Nowhere is the promise and the reality of state-mandated land use planning more contrasted than in the Pacific Northwest states of Oregon and Washington. Each has taken a dramatically different policy approach in its implementation.

After 26 years, Oregon has developed the most centralized planning program in America. In the 1970s, Oregon experienced rapid population growth from in-migration. To address this problem, a bipartisan state legislature and a progressive Republican governor, named Tom McCall, delegated powerful administrative rulemaking authority to a single autonomous state agency governed by an independent commission.

However, many of the elected officials who created the agency did not fully understand the unanticipated consequence of 16 years of the Oregon voters electing self-proclaimed environmentalists to the Governor's Office. The governor controls the appointments to the commission and can veto all legislative attempts to limit the agency's power. This has resulted in the unchecked policy expansion of a quasi-legislative body that is only accountable to one person.

There are only two viable constitutional venues left to Oregon voters who want to limit the agency's authority - the initiative process and the courts. In the year 2000 election, Oregonians passed a nationally unprecedented statewide ballot measure that greatly expanded the compensation allowed for property takings - even beyond that allowed by the U.S. Supreme Court. This was a vote against the heavy-handed and often indifferent actions of many Oregon cities, counties and regional planning agencies that had used mass down zonings and exactions from property owners in the name of "livability."

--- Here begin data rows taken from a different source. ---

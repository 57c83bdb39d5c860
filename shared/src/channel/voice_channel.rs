use crate::{
    bunch::InBunch,
    connection::{ConnectionCore, ConnectionEvent},
};

/// Unreliable voice data. Lives at a fixed index and may be opened by either
/// side.
#[derive(Default)]
pub struct VoiceChannel;

impl VoiceChannel {
    pub(crate) fn received_bunch(&mut self, core: &mut ConnectionCore, bunch: &InBunch) {
        if bunch.num_bits() == 0 {
            return;
        }
        core.push_event(ConnectionEvent::VoicePacket {
            payload: bunch.data().to_vec(),
            num_bits: bunch.num_bits(),
        });
    }
}
use thiserror::Error;

use repnet_serde::SerdeErr;

#[derive(Debug, Clone, PartialEq, Eq, Error)]
pub enum TagError {
    /// More tags than a net index can address
    #[error("{count} tags do not fit the net index range (max {max})")]
    TooManyTags { count: usize, max: usize },

    /// An index outside the table arrived on the wire
    #[error("Tag net index {index} is outside the table of {len} tags")]
    InvalidNetIndex { index: u32, len: usize },

    /// A replay referenced an index before exporting its name
    #[error("Replay tag index {index} was never exported")]
    UnresolvedExport { index: u32 },

    /// The export header describes an impossible index layout
    #[error("Replay tag export header has {first_segment_bits} first segment bits of {total_bits}")]
    BadExportHeader {
        first_segment_bits: u32,
        total_bits: u32,
    },

    #[error(transparent)]
    Serde(#[from] SerdeErr),
}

The ballot measure was foreshadowed by the landmark U.S. Supreme Court case on property takings that originated in Oregon (Dolan v. City of Tigard). The city of Tigard, like many other Oregon jurisdictions, accepted the statewide planning philosophy that there was no such thing as an unreasonable exaction from a land use permit applicant. In this case, the city demanded a bike path dedication in exchange for approving improvements to an existing plumbing store. The U.S. Supreme Court rejected this practice and held that any exaction must be "roughly proportional" to the actual public need. In other words, the court found it improbable that a citizen would buy a water heater or a toilet, and take it home on the back of their bicycle.

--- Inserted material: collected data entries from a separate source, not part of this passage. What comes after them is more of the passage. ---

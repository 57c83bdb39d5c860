use std::fmt;

use thiserror::Error;

use repnet_serde::SerdeErr;

use crate::types::ChannelIndex;

/// Category a packet-level violation is reported under.
#[derive(Clone, Copy, Debug, PartialEq, Eq, Hash)]
pub enum SecurityEvent {
    /// Structurally invalid packet or bunch header.
    MalformedPacket,
    /// Well formed, but inconsistent with the connection's state.
    InvalidData,
    /// The connection was torn down in response.
    Closed,
}

impl fmt::Display for SecurityEvent {
    fn fmt(&self, f: &mut fmt::Formatter<'_>) -> fmt::Result {
        let name = match self {
            SecurityEvent::MalformedPacket => "Malformed_Packet",
            SecurityEvent::InvalidData => "Invalid_Data",
            SecurityEvent::Closed => "Closed",
        };
        f.write_str(name)
    }
}

/// Errors raised while parsing a received packet (SECURITY: every variant is
/// caused by data the peer sent)
#[derive(Debug, Clone, PartialEq, Eq, Error)]
pub enum PacketError {
    /// A zero-length packet
    #[error("Received an empty packet")]
    EmptyPacket,

    /// The final byte carries no termination bit
    #[error("Packet of {num_bytes} bytes is missing its termination bit")]
    MissingTerminationBit { num_bytes: usize },

    /// The packet ended in the middle of a header
    #[error("Packet header truncated: {0}")]
    Truncated(SerdeErr),

    /// A bunch claims more payload than the packet holds
    #[error("Bunch on channel {ch_index} claims {payload_bits} payload bits with {bits_left} bits left in the packet")]
    BunchDataOverflow {
        ch_index: ChannelIndex,
        payload_bits: u32,
        bits_left: u32,
    },

    /// A bunch on a channel other than control arrived before the handshake finished
    #[error("Bunch on channel {ch_index} before the connection was open")]
    BunchBeforeOpen { ch_index: ChannelIndex },

    /// A bunch would open a channel of a type this build does not know
    #[error("Bunch on channel {ch_index} has unknown channel type {ch_type}")]
    UnknownChannelType { ch_index: ChannelIndex, ch_type: u32 },

    /// A bunch names a type that disagrees with the channel's established type
    #[error("Bunch on channel {ch_index} has channel type {ch_type}, the channel was opened as {established}")]
    ChannelTypeMismatch {
        ch_index: ChannelIndex,
        ch_type: u32,
        established: u32,
    },
}

impl PacketError {
    pub fn security_event(&self) -> SecurityEvent {
        match self {
            PacketError::EmptyPacket
            | PacketError::MissingTerminationBit { .. }
            | PacketError::Truncated(_)
            | PacketError::BunchBeforeOpen { .. } => SecurityEvent::MalformedPacket,
            PacketError::BunchDataOverflow { .. }
            | PacketError::UnknownChannelType { .. }
            | PacketError::ChannelTypeMismatch { .. } => SecurityEvent::InvalidData,
        }
    }
}

impl From<SerdeErr> for PacketError {
    fn from(err: SerdeErr) -> Self {
        PacketError::Truncated(err)
    }
}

The state of Washington passed its Growth Management Act 10 years ago, but it provides for more local control. First, it only required fast growing urban counties to comply with the act. Second, the state did not create an autonomous bureaucracy to promulgate and enforce legally binding "goals" and administrative rules. Instead they created three regional geographic hearing boards whose job it is to review local land use decisions based on local conditions. This has resulted in some inconsistent decisions, but these are being resolved by the Washington courts.

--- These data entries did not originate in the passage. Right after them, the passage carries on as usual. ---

use std::default::Default;

use repnet_shared::ConnectionConfig;

/// Contains Config properties which will be used by the NetDriver
#[derive(Clone, Debug)]
pub struct NetDriverConfig {
    /// Server frame rate used to spread actor update times. Zero uses the
    /// frame delta instead.
    pub net_server_max_tick_rate: f32,
    /// Only tick as many connections per frame as this rate allows,
    /// rotating through them (listen servers).
    pub limit_client_ticks: bool,
    pub net_client_ticks_per_second: f32,
    /// Seconds an actor stays relevant after it was last found relevant.
    pub relevant_timeout: f64,
    /// Update age assumed for an actor without a channel yet.
    pub spawn_priority_seconds: f32,
    pub dormancy_enabled: bool,
    /// Connections whose net speed is below this many bytes per second are
    /// prioritized in low bandwidth mode. Zero disables it.
    pub low_bandwidth_net_speed: u32,
    /// Slow down actors that have not changed for a while.
    pub adaptive_net_update_frequency: bool,
    /// Version a client's `Hello` must carry.
    pub network_version: u32,
    /// Sent to clients in `Welcome`.
    pub level_name: String,
    pub game_mode: String,
    /// Used to configure the connections with clients
    pub connection: ConnectionConfig,
    /// Seed for update time jitter. `None` seeds from entropy.
    pub seed: Option<u64>,
}

impl Default for NetDriverConfig {
    fn default() -> Self {
        Self {
            net_server_max_tick_rate: 30.0,
            limit_client_ticks: false,
            net_client_ticks_per_second: 200.0,
            relevant_timeout: 5.0,
            spawn_priority_seconds: 1.0,
            dormancy_enabled: true,
            low_bandwidth_net_speed: 0,
            adaptive_net_update_frequency: true,
            network_version: 1,
            level_name: String::new(),
            game_mode: String::new(),
            connection: ConnectionConfig::default(),
            seed: None,
        }
    }
}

The latter is important in Washington because the state Supreme Court is elected by voters who favor a more populous approach in its decision-making. By taking the Washington approach, the legislature and the courts have kept tight control over their public policy role and not delegated it away to some unaccountable and untouchable bureaucracy. In Oregon, the state Supreme Court is elected by the same urban environmental ist voters who elect the governor. This has resulted in a court that is more likely to invalidate the will of the voters on property rights issues.

It is ironic that in the mid-1970s communist China started to curtail centralized planning and that at the same time Oregon began to embrace it. The Chinese lesson for the Pacific Northwest is clear. There is a limit to the amount of centralized planning that the people of a place will tolerate.


Richard H. Carson is a writer and planner who lives in the Pacific Northwest. He was the editor of the "Oregon Planners Journal" and an elected official of the American Planning Association (APA). He maintains APA's "Internet Planning Media" and the independent "Planning Utopia" Internet websites. Rich was in Hong Kong, Nanning and Guangzhou in the People's Republic of China from June 14 to June 28, 2001.